Sunday, October 18, 2009

Julie and Julia: Warm, funny and delicious

Well the movie is out now in Australia and I have seen it for a second time with my movie buddy Dee. Julie and Julia is a skilful weaving by director Nora Ephron of two stories: how Julia Child discovered French food (told in her memoir "My Life in France") and how a New York secretary called Julie Powell decided to cook her way through Child's famous Mastering the Art of French Cooking in a year and write a daily blog about it (told in her subsequent book Julie and Julia). It was a very clever decision by Ephron to combine the two stories, as I can't imagine a film on Powell's exploits alone would have been sustainable for 90+ minutes. Yes so she decided to cook 524 dishes in 365 days, but there are only so many ways to capture this on film, and as it is only the interesting episodes from Powell's blog and subsequent book made it to the screen. I read through Powell's blog recently and can also say that she bears little resemblance to the sweet (if feisty) character portrayed by Amy Adams. Being an acolyte of Alice Waters and a bit of a locavore myself, I found her strident criticisms of both harder to take than the expletives with which her writing is peppered.

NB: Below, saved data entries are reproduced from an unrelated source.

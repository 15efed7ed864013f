use std::sync::Arc;

use axum::routing::{get, post};
use axum::Router;
use tower_http::trace::TraceLayer;

use crate::server::handlers::{chat, home, metrics};
use crate::state::AppState;

/// Creates the application router.
///
/// Routes:
/// - `GET /` chat page
/// - `GET /metrics` Prometheus scrape endpoint
/// - `POST /get` chat message → answer
pub fn router(state: Arc<AppState>) -> Router {
    Router::new()
        .route("/", get(home::index))
        .route("/metrics", get(metrics::metrics))
        .route("/get", post(chat::get_response))
        .with_state(state)
        .layer(TraceLayer::new_for_http())
}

Far more interesting is the story of Julia Child's introduction to cooking, as well as her relationship with her husband Paul - they clearly adored each other. Julia Child came to both marriage and cooking late: She apparently didn't know how to cook until her thirties and married Child at 34. She threw herself into both with (an apparently characteristic) enthusiasm. Meryl Streep's portrayal of Child is delicious, and she dominates the movie: when it switched back to Powell's story I found myself impatiently waiting for it to return to Child.

The food in Julie and Julia is as authentically portrayed as you would expect from Ephron who is herself a bit of a foodie. There was a great article in the New York Times about the food styling in the movie, which Ephron insisted be real - no fake food for this movie.

I loved the movie and can see why its release in America took Mastering the Art to the top of the best-sellers list for the first time and also brought a flood of orders from there for the few copies I had in stock (it also made it a very hot item on - first editions continue to sell for hundreds of dollars at the time of writing). Streep/Child's enthusiasm for food and love of the process of cooking are palpable and makes you want to Master the Art yourself.

The response to the movie in Australia has not been as enthusiastic. When David and I saw it the first time in SF, there were about ten people in the matinee session, around 6 weeks after it had come out. When Dee and I went to see it on its opening day at our local cinema there were only about 6. Everyone who has seen it has loved it and I've had quite a few people (women mostly) come to the shop after seeing it wanting to buy a copy of the book. But I suspect that Child doesn't have the same iconic status in Australia as she does in USA. Her tv series was never shown here, and while Mastering the Art had sold over 800,000 copies prior to the movie's release, few of those copies made it to Australian shores, and it just wasn't the staple in Australian kitchen libraries as it was in American ones (it was after all specifically aimed at "servantless American cooks"). More's the pity, it is a great book, and one which provides accessible instruction for those of us who will never make it to a Cordon Bleu cooking school.